State Street UK has been fined £22.9m by the FCA having been found to have deliberately charged clients substantial mark-ups on transactions on top off agreed fees and commission.

State Street UK has been fined £22.9m by the FCA having been found to have deliberately charged clients substantial mark-ups on transactions on top off agreed fees and commission.

Between June 2010 and September 2011 the regulator found that State Street UK’s transitions management business deliberately overcharged six clients a total of $20.2m. The firm’s clients include large investment management firms and pension funds holding the funds and savings of retail investors.

Tracey McDermott, the FCA’s director of enforcement and financial crime, said: “State Street UK allowed a culture to develop in the UK TM business which prioritised revenue generation over the interests of its customers.

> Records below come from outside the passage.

mod directory;
mod handle;
mod join;
mod snapshot_store;

pub use directory::ClusterDirectory;
pub use directory::OpenError;
pub use handle::ClusterHandle;
pub use handle::ProposedEntry;
pub use snapshot_store::SnapshotDiagnostics;
pub use snapshot_store::SnapshotError;
mod actor;
mod commitlog;
mod config;
mod consensus;
mod directory;
mod discovery;
mod lifecycle;
mod peer;
mod server;
mod grpc {
    include!("../generated/cluster.rs");
}

pub use config::resolve;
pub use config::AddressResolveError;
pub use config::ClusterConfig;
pub use config::ClusterOptions;
pub use config::ClusterOptionsValidated;
pub use config::NetworkConfig;
pub use config::OptionsError;
pub use config::RpcConfig;
pub use config::SeedPeer;
pub use consensus::ClusterStateListener;
pub use consensus::ClusterStateView;
pub use consensus::CommitStream;
pub use consensus::CommittedEntry;
pub use consensus::LeaderInfo;
pub use consensus::LogEntryView;
pub use consensus::NodeId;
pub use consensus::NodeView;
pub use consensus::PersistedClusterState;
pub use consensus::PersistedMember;
pub use consensus::ProposeError;
pub use consensus::Role;
pub use consensus::Snapshot;
pub use consensus::Term;
pub use directory::ClusterDirectory;
pub use directory::ClusterHandle;
pub use directory::OpenError;
pub use directory::ProposedEntry;
pub use directory::SnapshotDiagnostics;
pub use directory::SnapshotError;
pub use discovery::broadcast;
pub use discovery::DiscoveryCodecError;
pub use discovery::DiscoveryError;
pub use discovery::DiscoveryMessage;
pub use discovery::MAX_DATAGRAM_SIZE;
pub use lifecycle::ClusterModule;
pub use lifecycle::ClusterSetupError;
pub use lifecycle::ClusterStartError;
pub use lifecycle::ClusterStopError;
pub use server::RpcServerError;
use crate::commitlog;
use crate::consensus::Term;
use bytes::{Buf, BufMut};

/// Byte representation:
///
/// ```text
/// |                                         1                           |
/// | 0 | 1 | 2 | 3 | 4 | 5 | 6 | 7 | 8 | 9 | 0 | 1 | 2 | 3 | 4 | 5 | ... |
/// +---+---+---+---+---+---+---+---+---+---+---+---+---+---+---+---+-...-+
/// |Vrs|     Term (8 bytes, BE)         |   Data (variable size)      ... |
/// +---+-------------------------------+-----------------------------...-+
/// ```
///
/// * `Vrs` - version of the serialized payload
/// * `Term` - leadership term when this entry was created
/// * `Data` - encoded `ClusterCommand`
#[derive(Clone, Debug, PartialEq)]
pub(crate) struct LogEntry {
    pub(crate) term: Term,
    pub(crate) data: Vec<u8>,
}

const LOG_ENTRY_FORMAT_VERSION: u8 = 1;
const HEADER_LEN: usize = 1 + 8;

impl commitlog::Entry for LogEntry {}

impl From<Vec<u8>> for LogEntry {
    fn from(bytes: Vec<u8>) -> Self {
        // Bytes only ever come from `Into<Vec<u8>>` below, so a bad header is a bug.
        assert!(bytes.len() >= HEADER_LEN, "Log entry shorter than its header");
        let mut buf = &bytes[..];
        let version = buf.get_u8();
        assert_eq!(version, LOG_ENTRY_FORMAT_VERSION, "Unknown log entry format");
        let term = buf.get_u64();

        LogEntry {
            term: Term::new(term),
            data: buf.to_vec(),
        }
    }
}

impl From<LogEntry> for Vec<u8> {
    fn from(entry: LogEntry) -> Self {
        let mut bytes = Vec::with_capacity(HEADER_LEN + entry.data.len());
        bytes.put_u8(LOG_ENTRY_FORMAT_VERSION);
        bytes.put_u64(entry.term.as_u64());
        bytes.put_slice(&entry.data);

        bytes
    }
}
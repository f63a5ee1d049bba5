mod module;

pub use module::ClusterModule;
pub use module::ClusterSetupError;
pub use module::ClusterStartError;
pub use module::ClusterStopError;
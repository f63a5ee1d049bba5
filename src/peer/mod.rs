mod connections;
mod grpc_transport;

pub(crate) use connections::PeerConnections;
pub(crate) use grpc_transport::GrpcPeerTransport;
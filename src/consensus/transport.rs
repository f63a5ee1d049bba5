use crate::consensus::engine_api::{
    AppendEntriesInput, AppendEntriesOutput, InstallSnapshotInput, InstallSnapshotOutput, JoinClusterInput,
    JoinClusterOutput, JoinReplyError, PeerReplyError, RequestVoteInput, RequestVoteOutput,
};
use crate::consensus::NodeId;

/// A peer the engine talks to.
#[derive(Debug, Clone, PartialEq, Eq)]
pub(crate) struct PeerTarget {
    pub(crate) id: NodeId,
    pub(crate) address: String,
}

/// Outbound consensus traffic. Callers apply their own timeouts.
#[async_trait::async_trait]
pub(crate) trait PeerTransport: Send + Sync + 'static {
    async fn request_vote(
        &self,
        peer: &PeerTarget,
        input: RequestVoteInput,
    ) -> Result<RequestVoteOutput, PeerReplyError>;

    async fn append_entries(
        &self,
        peer: &PeerTarget,
        input: AppendEntriesInput,
    ) -> Result<AppendEntriesOutput, PeerReplyError>;

    async fn install_snapshot(
        &self,
        peer: &PeerTarget,
        input: InstallSnapshotInput,
    ) -> Result<InstallSnapshotOutput, PeerReplyError>;

    /// `address` is the RPC address of a seed; its node id may not be known yet.
    async fn join_cluster(&self, address: &str, input: JoinClusterInput) -> Result<JoinClusterOutput, JoinReplyError>;

    /// No member lives at `address` anymore. Anything held open for it can be released.
    fn forget_address(&self, _address: &str) {}
}
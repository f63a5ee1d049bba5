use std::{fmt, io};

/// Index is an index of an entry in the log; i.e. a log entry's index. It is never 0; "no entry"
/// is modeled as `Option<Index>` and travels as 0 on the wire.
#[derive(Copy, Clone, PartialOrd, PartialEq, Ord, Eq, Hash)]
pub struct Index(u64);

impl Index {
    pub fn new(index: u64) -> Self {
        assert_ne!(index, 0, "Log index 0 is reserved for 'no entry'");
        Index(index)
    }

    /// Maps the wire representation (0 means none) into an optional index.
    pub fn from_u64_opt(index: u64) -> Option<Self> {
        match index {
            0 => None,
            i => Some(Index(i)),
        }
    }

    pub fn start_index() -> Self {
        Self::new(1)
    }

    pub fn as_u64(&self) -> u64 {
        self.0
    }

    pub fn plus(&self, delta: u64) -> Index {
        Index(self.0 + delta)
    }

    pub fn checked_minus(&self, delta: u64) -> Option<Index> {
        Self::from_u64_opt(self.0.saturating_sub(delta))
    }
}

impl fmt::Debug for Index {
    fn fmt(&self, f: &mut fmt::Formatter<'_>) -> fmt::Result {
        write!(f, "{}", self.0)
    }
}

/// Converts an optional index to its wire form.
pub fn index_to_u64(index: Option<Index>) -> u64 {
    index.map(|i| i.as_u64()).unwrap_or(0)
}

/// Log is an append only log of replicated entries. It supports dropping a prefix of entries
/// (compaction) once their effect has been captured elsewhere.
///
/// Log indexes entries starting from 1. There will be no entry existing at index 0. The first
/// entry is written at index 1.
pub(crate) trait Log<E: Entry> {
    /// append() appends a log entry to the log at the next log entry index, then returns
    /// the log entry index that was just used to append the entry.
    fn append(&mut self, entry: E) -> Result<Index, io::Error>;

    /// Read log entry at specified index. Returns None for compacted or not yet written indexes.
    fn read(&self, index: Index) -> Result<Option<E>, io::Error>;

    /// Removes anything starting at `index` and later.
    fn truncate(&mut self, index: Index);

    /// Drops every entry up to and including `index`.
    fn compact(&mut self, index: Index);

    /// Drops everything and restarts the log so that the next appended entry lands right after
    /// `last_included`.
    fn reset(&mut self, last_included: Option<Index>);

    /// Index of the first entry still held, or `next_index()` if nothing is held.
    fn first_index(&self) -> Index;

    /// next_index returns the next index that will be used to append an entry.
    fn next_index(&self) -> Index;

    /// Number of entries currently held (i.e. not compacted).
    fn retained_len(&self) -> usize {
        (self.next_index().as_u64() - self.first_index().as_u64()) as usize
    }
}

// Choice of Vec<u8> vs Bytes will depend on whats easier for disk to use.
pub(crate) trait Entry: Clone + From<Vec<u8>> + Into<Vec<u8>> {}
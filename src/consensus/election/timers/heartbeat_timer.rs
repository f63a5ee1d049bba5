use crate::actor::WeakActorClient;
use crate::consensus::election::timers::shared_deadline::SharedDeadline;
use crate::consensus::election::timers::time::{Clock, RealClock};
use crate::consensus::engine_api::HeartbeatTick;
use crate::consensus::{NodeId, Term};
use std::sync::{Arc, Weak};
use tokio::time::Duration;

/// Per-peer leader timer. Asks the engine to send AppendEntries to one peer whenever nothing was
/// sent to it for a heartbeat duration.
pub(crate) struct HeartbeatTimerHandle<C: Clock = RealClock> {
    shared: Arc<Shared<C>>,
}

struct Shared<C: Clock> {
    heartbeat_duration: Duration,
    next_heartbeat_time: SharedDeadline,
    clock: C,
}

struct HeartbeatTimerTask<C: Clock> {
    weak_shared: Weak<Shared<C>>,
    next_heartbeat_time: SharedDeadline,
    actor_client: WeakActorClient,
    event: HeartbeatTick,
    clock: C,
}

impl HeartbeatTimerHandle {
    pub(crate) fn spawn_timer_task(
        heartbeat_duration: Duration,
        actor_client: WeakActorClient,
        peer_id: NodeId,
        term: Term,
    ) -> Self {
        let (task, handle) = HeartbeatTimerTask::new(heartbeat_duration, actor_client, peer_id, term, RealClock);
        tokio::task::spawn(task.run());

        handle
    }
}

impl<C: Clock> HeartbeatTimerHandle<C> {
    /// Postpones the next heartbeat; called whenever something is sent to the peer.
    pub(crate) fn reset_heartbeat_timer(&self) {
        self.shared.reset_heartbeat_timer();
    }
}

impl<C: Clock> Shared<C> {
    fn reset_heartbeat_timer(&self) {
        self.next_heartbeat_time
            .arm(self.clock.now() + self.heartbeat_duration);
    }
}

impl<C: Clock> HeartbeatTimerTask<C> {
    fn new(
        heartbeat_duration: Duration,
        actor_client: WeakActorClient,
        peer_id: NodeId,
        term: Term,
        clock: C,
    ) -> (Self, HeartbeatTimerHandle<C>) {
        let next_heartbeat_time = SharedDeadline::new();
        let shared = Arc::new(Shared {
            heartbeat_duration,
            next_heartbeat_time: next_heartbeat_time.clone(),
            clock: clock.clone(),
        });

        let task = HeartbeatTimerTask {
            weak_shared: Arc::downgrade(&shared),
            next_heartbeat_time,
            actor_client,
            event: HeartbeatTick { peer_id, term },
            clock,
        };

        (task, HeartbeatTimerHandle { shared })
    }

    async fn run(mut self) {
        // The deadline starts empty, so the first iteration fires right away: a new leader (or a
        // new member) gets its first heartbeat without waiting.
        loop {
            match self.next_heartbeat_time.take() {
                Some(wake_time) => {
                    self.clock.sleep_until(wake_time).await;
                }
                None => match self.weak_shared.upgrade() {
                    Some(shared) => {
                        if self.actor_client.heartbeat_timer(self.event.clone()).await.is_err() {
                            return;
                        }
                        shared.reset_heartbeat_timer();
                    }
                    // Handle dropped: no longer leader of this term, or the peer left.
                    None => return,
                },
            }
        }
    }
}
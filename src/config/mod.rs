mod addressing;
mod cluster_config;
mod options;

pub use addressing::resolve;
pub use addressing::AddressResolveError;
pub use cluster_config::ClusterConfig;
pub use cluster_config::NetworkConfig;
pub use cluster_config::RpcConfig;
pub use cluster_config::SeedPeer;
pub use options::ClusterOptions;
pub use options::ClusterOptionsValidated;
pub use options::OptionsError;
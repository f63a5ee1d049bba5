use crate::consensus::Term;
use bytes::Bytes;
use tokio::sync::mpsc;

pub(crate) struct CommitStreamPublisher {
    sender: mpsc::UnboundedSender<CommittedEntry>,
}

/// Committed log entries, in index order, as they are applied locally.
pub struct CommitStream {
    receiver: mpsc::UnboundedReceiver<CommittedEntry>,
}

#[derive(Clone, Debug, PartialEq)]
pub struct CommittedEntry {
    pub term: u64,
    pub index: u64,
    /// Encoded cluster command.
    pub data: Bytes,
}

pub(crate) fn new() -> (CommitStreamPublisher, CommitStream) {
    let (tx, rx) = mpsc::unbounded_channel();

    (CommitStreamPublisher { sender: tx }, CommitStream { receiver: rx })
}

impl CommitStreamPublisher {
    pub(crate) fn notify_commit(&self, logger: &slog::Logger, term: Term, index: u64, data: Bytes) {
        let committed_entry = CommittedEntry {
            term: term.as_u64(),
            index,
            data,
        };

        if self.sender.send(committed_entry).is_err() {
            slog::debug!(logger, "CommitStream has disconnected.");
        }
    }
}

impl CommitStream {
    pub async fn recv(&mut self) -> Option<CommittedEntry> {
        self.receiver.recv().await
    }
}
use serde::{Deserialize, Serialize};
use std::fmt;

/// Unique, stable identity of a cluster member.
#[derive(Clone, Hash, Eq, PartialEq, Ord, PartialOrd, Serialize, Deserialize)]
#[serde(transparent)]
pub struct NodeId(String);

impl NodeId {
    pub fn new(id: impl Into<String>) -> Self {
        NodeId(id.into())
    }

    pub fn as_str(&self) -> &str {
        &self.0
    }

    pub fn into_inner(self) -> String {
        self.0
    }
}

impl fmt::Debug for NodeId {
    fn fmt(&self, f: &mut fmt::Formatter<'_>) -> fmt::Result {
        write!(f, "{}", self.0)
    }
}

impl fmt::Display for NodeId {
    fn fmt(&self, f: &mut fmt::Formatter<'_>) -> fmt::Result {
        f.write_str(&self.0)
    }
}

#[derive(Copy, Clone, Default, Hash, PartialOrd, Ord, PartialEq, Eq, Serialize, Deserialize)]
#[serde(transparent)]
pub struct Term(u64);

impl Term {
    pub fn new(term: u64) -> Self {
        Term(term)
    }

    pub fn as_u64(&self) -> u64 {
        self.0
    }

    pub(crate) fn incr(&mut self) {
        self.0 += 1;
    }
}

impl fmt::Debug for Term {
    fn fmt(&self, f: &mut fmt::Formatter<'_>) -> fmt::Result {
        write!(f, "{}", self.0)
    }
}

#[derive(Copy, Clone, Debug, PartialEq, Eq, Serialize, Deserialize)]
pub enum Role {
    Leader,
    Follower,
    Candidate,
}

/// Where to reach the current leader.
#[derive(Clone, Debug, PartialEq, Eq)]
pub struct LeaderInfo {
    pub node_id: NodeId,
    pub address: String,
}
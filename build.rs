use std::io::ErrorKind;
use std::path::Path;
use std::{fs, io};

fn main() -> io::Result<()> {
    println!("cargo:rerun-if-changed=protos/cluster.proto");
    build_proto()?;
    Ok(())
}

fn build_proto() -> io::Result<()> {
    idempotent_create_dir("./generated/")?;
    tonic_build::configure()
        .out_dir("./generated/")
        .compile(&["./protos/cluster.proto"], &["./protos/"])
}

fn idempotent_create_dir<P: AsRef<Path>>(path: P) -> io::Result<()> {
    match fs::create_dir(path) {
        Ok(_) => Ok(()),
        Err(e) => match e.kind() {
            ErrorKind::AlreadyExists => Ok(()),
            _ => Err(e),
        },
    }
}
use crate::config::SeedPeer;
use crate::consensus::{JoinClusterInput, JoinClusterOutput, JoinReplyError, LeaderInfo, NodeId, PeerTransport, Term};
use tokio::time::{self, Duration, Instant};

pub(crate) struct JoinPolicy {
    pub(crate) attempt_timeout: Duration,
    pub(crate) deadline: Duration,
    pub(crate) initial_backoff: Duration,
    pub(crate) max_backoff: Duration,
}

#[derive(Debug, PartialEq)]
pub(crate) enum JoinOutcome {
    Joined { leader_id: NodeId, term: Term },
    WrongCluster { theirs: String },
    TimedOut { rounds: u32 },
}

/// Asks every seed in turn to let us in, following at most one redirect per seed, until one of
/// them answers for a leader or `deadline` passes. Rounds are separated by an exponential backoff.
/// `leader_known` is polled between rounds, so learning the leader some other way also ends it.
pub(crate) async fn join_via_seeds<F>(
    logger: &slog::Logger,
    transport: &dyn PeerTransport,
    seeds: &[SeedPeer],
    request: &JoinClusterInput,
    policy: &JoinPolicy,
    mut leader_known: F,
) -> JoinOutcome
where
    F: FnMut() -> Option<(NodeId, Term)>,
{
    let give_up_at = Instant::now() + policy.deadline;
    let mut backoff = policy.initial_backoff;
    let mut rounds = 0;

    loop {
        rounds += 1;
        for seed in seeds {
            if let Some((leader_id, term)) = leader_known() {
                return JoinOutcome::Joined { leader_id, term };
            }

            match attempt(logger, transport, &seed.address, request, policy.attempt_timeout).await {
                Ok(JoinClusterOutput::Accepted { leader_id, term }) => {
                    slog::info!(logger, "Joined through {} (leader {:?}, term {:?})", seed.address, leader_id, term);
                    return JoinOutcome::Joined { leader_id, term };
                }
                Ok(JoinClusterOutput::Redirect { leader, term }) => {
                    if let Some(outcome) = follow_redirect(logger, transport, &leader, term, request, policy).await {
                        return outcome;
                    }
                }
                Ok(JoinClusterOutput::NoLeader { term }) => {
                    slog::info!(logger, "Seed {} has no leader yet (term {:?})", seed.address, term);
                }
                Err(JoinReplyError::WrongCluster(theirs)) => {
                    slog::error!(logger, "Seed {} belongs to cluster '{}'", seed.address, theirs);
                    return JoinOutcome::WrongCluster { theirs };
                }
                Err(JoinReplyError::RetryableFailure(message)) => {
                    slog::warn!(logger, "Join via {} failed: {}", seed.address, message);
                }
            }
        }

        let now = Instant::now();
        if now >= give_up_at {
            return JoinOutcome::TimedOut { rounds };
        }
        time::sleep(std::cmp::min(backoff, give_up_at - now)).await;
        backoff = std::cmp::min(backoff * 2, policy.max_backoff);
    }
}

async fn follow_redirect(
    logger: &slog::Logger,
    transport: &dyn PeerTransport,
    leader: &LeaderInfo,
    term: Term,
    request: &JoinClusterInput,
    policy: &JoinPolicy,
) -> Option<JoinOutcome> {
    slog::info!(logger, "Redirected to leader {:?} at {} (term {:?})", leader.node_id, leader.address, term);
    match attempt(logger, transport, &leader.address, request, policy.attempt_timeout).await {
        Ok(JoinClusterOutput::Accepted { leader_id, term }) => Some(JoinOutcome::Joined { leader_id, term }),
        Err(JoinReplyError::WrongCluster(theirs)) => Some(JoinOutcome::WrongCluster { theirs }),
        other => {
            slog::info!(logger, "Leader {:?} did not accept us yet: {:?}", leader.node_id, other);
            None
        }
    }
}

async fn attempt(
    logger: &slog::Logger,
    transport: &dyn PeerTransport,
    address: &str,
    request: &JoinClusterInput,
    attempt_timeout: Duration,
) -> Result<JoinClusterOutput, JoinReplyError> {
    slog::debug!(logger, "Asking {} to join", address);
    match time::timeout(attempt_timeout, transport.join_cluster(address, request.clone())).await {
        Ok(result) => result,
        Err(_) => Err(JoinReplyError::RetryableFailure(format!("Timed out joining via {}", address))),
    }
}

#[cfg(test)]
mod tests {
    use super::*;
    use crate::consensus::{
        AppendEntriesInput, AppendEntriesOutput, InstallSnapshotInput, InstallSnapshotOutput, PeerReplyError,
        PeerTarget, RequestVoteInput, RequestVoteOutput,
    };
    use std::collections::HashMap;
    use std::sync::Mutex;

    /// Answers joins from a fixed script per address; everything else is unreachable.
    struct ScriptedSeeds {
        replies: Mutex<HashMap<String, Vec<Result<JoinClusterOutput, JoinReplyError>>>>,
        calls: Mutex<Vec<String>>,
    }

    impl ScriptedSeeds {
        fn new(script: Vec<(&str, Vec<Result<JoinClusterOutput, JoinReplyError>>)>) -> Self {
            ScriptedSeeds {
                replies: Mutex::new(script.into_iter().map(|(a, r)| (a.to_string(), r)).collect()),
                calls: Mutex::new(Vec::new()),
            }
        }
    }

    #[async_trait::async_trait]
    impl PeerTransport for ScriptedSeeds {
        async fn request_vote(&self, _: &PeerTarget, _: RequestVoteInput) -> Result<RequestVoteOutput, PeerReplyError> {
            unimplemented!()
        }

        async fn append_entries(
            &self,
            _: &PeerTarget,
            _: AppendEntriesInput,
        ) -> Result<AppendEntriesOutput, PeerReplyError> {
            unimplemented!()
        }

        async fn install_snapshot(
            &self,
            _: &PeerTarget,
            _: InstallSnapshotInput,
        ) -> Result<InstallSnapshotOutput, PeerReplyError> {
            unimplemented!()
        }

        async fn join_cluster(&self, address: &str, _: JoinClusterInput) -> Result<JoinClusterOutput, JoinReplyError> {
            self.calls.lock().unwrap().push(address.to_string());
            let mut replies = self.replies.lock().unwrap();
            match replies.get_mut(address) {
                Some(script) if !script.is_empty() => script.remove(0),
                _ => Err(JoinReplyError::RetryableFailure("unreachable".into())),
            }
        }
    }

    fn seeds(addresses: &[&str]) -> Vec<SeedPeer> {
        addresses
            .iter()
            .enumerate()
            .map(|(i, a)| SeedPeer {
                node_id: format!("s{}", i),
                address: a.to_string(),
            })
            .collect()
    }

    fn request() -> JoinClusterInput {
        JoinClusterInput {
            node_id: NodeId::new("me"),
            address: "me:1".into(),
            cluster_name: "prod".into(),
        }
    }

    fn policy() -> JoinPolicy {
        JoinPolicy {
            attempt_timeout: Duration::from_millis(50),
            deadline: Duration::from_millis(300),
            initial_backoff: Duration::from_millis(10),
            max_backoff: Duration::from_millis(40),
        }
    }

    fn logger() -> slog::Logger {
        slog::Logger::root(slog::Discard, slog::o!())
    }

    #[tokio::test]
    async fn follows_redirect_to_leader() {
        let transport = ScriptedSeeds::new(vec![
            (
                "a:1",
                vec![Ok(JoinClusterOutput::Redirect {
                    leader: LeaderInfo {
                        node_id: NodeId::new("L"),
                        address: "leader:1".into(),
                    },
                    term: Term::new(2),
                })],
            ),
            (
                "leader:1",
                vec![Ok(JoinClusterOutput::Accepted {
                    leader_id: NodeId::new("L"),
                    term: Term::new(2),
                })],
            ),
        ]);

        let outcome = join_via_seeds(&logger(), &transport, &seeds(&["a:1"]), &request(), &policy(), || None).await;

        assert_eq!(
            outcome,
            JoinOutcome::Joined {
                leader_id: NodeId::new("L"),
                term: Term::new(2)
            }
        );
        assert_eq!(*transport.calls.lock().unwrap(), vec!["a:1", "leader:1"]);
    }

    #[tokio::test]
    async fn retries_until_a_leader_exists() {
        let transport = ScriptedSeeds::new(vec![(
            "a:1",
            vec![
                Ok(JoinClusterOutput::NoLeader { term: Term::new(1) }),
                Ok(JoinClusterOutput::NoLeader { term: Term::new(1) }),
                Ok(JoinClusterOutput::Accepted {
                    leader_id: NodeId::new("s0"),
                    term: Term::new(2),
                }),
            ],
        )]);

        let outcome = join_via_seeds(&logger(), &transport, &seeds(&["a:1", "b:1"]), &request(), &policy(), || None).await;

        assert!(matches!(outcome, JoinOutcome::Joined { .. }));
        assert_eq!(transport.calls.lock().unwrap().len(), 5);
    }

    #[tokio::test]
    async fn wrong_cluster_stops_immediately() {
        let transport = ScriptedSeeds::new(vec![("a:1", vec![Err(JoinReplyError::WrongCluster("staging".into()))])]);

        let outcome = join_via_seeds(&logger(), &transport, &seeds(&["a:1", "b:1"]), &request(), &policy(), || None).await;

        assert_eq!(
            outcome,
            JoinOutcome::WrongCluster {
                theirs: "staging".into()
            }
        );
        assert_eq!(transport.calls.lock().unwrap().len(), 1);
    }

    #[tokio::test]
    async fn gives_up_after_deadline() {
        let transport = ScriptedSeeds::new(vec![]);
        let started = Instant::now();

        let outcome = join_via_seeds(&logger(), &transport, &seeds(&["a:1"]), &request(), &policy(), || None).await;

        match outcome {
            JoinOutcome::TimedOut { rounds } => assert!(rounds >= 2),
            other => panic!("Unexpected {:?}", other),
        }
        assert!(started.elapsed() >= Duration::from_millis(300));
    }

    #[tokio::test]
    async fn leader_learned_elsewhere_ends_join() {
        let transport = ScriptedSeeds::new(vec![]);

        let outcome = join_via_seeds(&logger(), &transport, &seeds(&["a:1"]), &request(), &policy(), || {
            Some((NodeId::new("L"), Term::new(7)))
        })
        .await;

        assert_eq!(
            outcome,
            JoinOutcome::Joined {
                leader_id: NodeId::new("L"),
                term: Term::new(7)
            }
        );
        assert!(transport.calls.lock().unwrap().is_empty());
    }
}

“State Street UK’s significant failings in culture and controls allowed deliberate overcharging to take place and to continue undetected. Their conduct has fallen far short of our expectations. Firms should be in no doubt that the spotlight will remain on wholesale conduct.”

Transitions management (TM) is a service provided to clients to support structural changes to asset portfolios with the intention of managing risk and increasing returns. It may be required when a client needs a large portfolio of securities to be restructured, or when a client decides to remove or replace asset managers.

State Street UK was found to have breached three of the FCA’s Principles of Business: it failed to treat its customers fairly; it failed to communicate with clients in a way that was clear, fair and not misleading; and it failed to take reasonable care to organise and control its affairs responsibly, with adequate risk systems.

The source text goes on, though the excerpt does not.